• _What is expected_
The answer should be an exact copy of the data.

• _Material shown_
━━━━
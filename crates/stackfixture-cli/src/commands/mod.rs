//! CLI command definitions and dispatch.

pub mod check;
pub mod plan;
pub mod resolve;

use std::path::PathBuf;

use anyhow::Context;
use clap::{Args, Parser, Subcommand};
use stackfixture_common::config::{DocumentSource, FixtureConfig, RendererCommand};
use stackfixture_common::constants::BIN_NAME;
use stackfixture_document::session::Session;

/// stackfixture — mocked cloud resources from declarative documents.
#[derive(Parser, Debug)]
#[command(name = BIN_NAME, version, about, long_about = None)]
pub struct Cli {
    /// Subcommand to execute.
    #[command(subcommand)]
    pub command: Command,

    /// Where to read the document from.
    #[command(flatten)]
    pub source: SourceArgs,
}

/// Document source selection shared by every subcommand.
#[derive(Args, Debug, Default)]
pub struct SourceArgs {
    /// TOML configuration file.
    #[arg(long, global = true, env = "STACKFIXTURE_CONFIG")]
    pub config: Option<PathBuf>,

    /// Read the document from this file.
    #[arg(long, global = true, conflicts_with = "render")]
    pub file: Option<PathBuf>,

    /// Run this command and read the document from its output.
    #[arg(long, global = true, value_name = "CMD")]
    pub render: Option<String>,
}

/// Available CLI subcommands.
#[derive(Subcommand, Debug)]
pub enum Command {
    /// Print the document after variable resolution.
    Resolve(resolve::ResolveArgs),
    /// List the resources each registered kind would create.
    Plan(plan::PlanArgs),
    /// Run a full setup/teardown cycle against fresh mocks.
    Check(check::CheckArgs),
}

/// Dispatches the parsed CLI command to its handler.
///
/// # Errors
///
/// Returns an error if the command execution fails.
pub fn execute(cli: Cli) -> anyhow::Result<()> {
    let config = build_config(&cli.source)?;
    match cli.command {
        Command::Resolve(args) => resolve::execute(&args, config),
        Command::Plan(args) => plan::execute(&args, config),
        Command::Check(args) => check::execute(&args, config),
    }
}

/// Layers flags over the config file (or defaults) and its env overrides.
fn build_config(source: &SourceArgs) -> anyhow::Result<FixtureConfig> {
    let mut config = match &source.config {
        Some(path) => FixtureConfig::load(path)
            .with_context(|| format!("loading configuration from {}", path.display()))?,
        None => {
            let mut config = FixtureConfig::default();
            config.apply_env_overrides();
            config
        }
    };
    if let Some(file) = &source.file {
        config.source = DocumentSource::File(file.clone());
    }
    if let Some(line) = &source.render {
        let command = RendererCommand::from_command_line(line)
            .context("--render needs a program to run")?;
        config.source = DocumentSource::Renderer(command);
    }
    Ok(config)
}

/// Loads the session every subcommand works from.
fn open_session(config: FixtureConfig) -> anyhow::Result<Session> {
    Session::initialize(config).context("loading declarative document")
}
━━━━
• _Response below_
filename crates/stackfixture-cli/src/commands/mod.rs
//! CLI command definitions and dispatch.

pub mod check;
pub mod plan;
pub mod resolve;

use std::path::PathBuf;

use anyhow::Context;
use clap::{Args, Parser, Subcommand};
use stackfixture_common::config::{DocumentSource, FixtureConfig, RendererCommand};
use stackfixture_common::constants::BIN_NAME;
use stackfixture_document::session::Session;

/// stackfixture — mocked cloud resources from declarative documents.
#[derive(Parser, Debug)]
#[command(name = BIN_NAME, version, about, long_about = None)]
pub struct Cli {
    /// Subcommand to execute.
    #[command(subcommand)]
    pub command: Command,

    /// Where to read the document from.
    #[command(flatten)]
    pub source: SourceArgs,
}

/// Document source selection shared by every subcommand.
#[derive(Args, Debug, Default)]
pub struct SourceArgs {
    /// TOML configuration file.
    #[arg(long, global = true, env = "STACKFIXTURE_CONFIG")]
    pub config: Option<PathBuf>,

    /// Read the document from this file.
    #[arg(long, global = true, conflicts_with = "render")]
    pub file: Option<PathBuf>,

    /// Run this command and read the document from its output.
    #[arg(long, global = true, value_name = "CMD")]
    pub render: Option<String>,
}

/// Available CLI subcommands.
#[derive(Subcommand, Debug)]
pub enum Command {
    /// Print the document after variable resolution.
    Resolve(resolve::ResolveArgs),
    /// List the resources each registered kind would create.
    Plan(plan::PlanArgs),
    /// Run a full setup/teardown cycle against fresh mocks.
    Check(check::CheckArgs),
}

/// Dispatches the parsed CLI command to its handler.
///
/// # Errors
///
/// Returns an error if the command execution fails.
pub fn execute(cli: Cli) -> anyhow::Result<()> {
    let config = build_config(&cli.source)?;
    match cli.command {
        Command::Resolve(args) => resolve::execute(&args, config),
        Command::Plan(args) => plan::execute(&args, config),
        Command::Check(args) => check::execute(&args, config),
    }
}

/// Layers flags over the config file (or defaults) and its env overrides.
fn build_config(source: &SourceArgs) -> anyhow::Result<FixtureConfig> {
    let mut config = match &source.config {
        Some(path) => FixtureConfig::load(path)
            .with_context(|| format!("loading configuration from {}", path.display()))?,
        None => {
            let mut config = FixtureConfig::default();
            config.apply_env_overrides();
            config
        }
    };
    if let Some(file) = &source.file {
        config.source = DocumentSource::File(file.clone());
    }
    if let Some(line) = &source.render {
        let command = RendererCommand::from_command_line(line)
            .context("--render needs a program to run")?;
        config.source = DocumentSource::Renderer(command);
    }
    Ok(config)
}

/// Loads the session every subcommand works from.
fn open_session(config: FixtureConfig) -> anyhow::Result<Session> {
    Session::initialize(config).context("loading declarative document")
}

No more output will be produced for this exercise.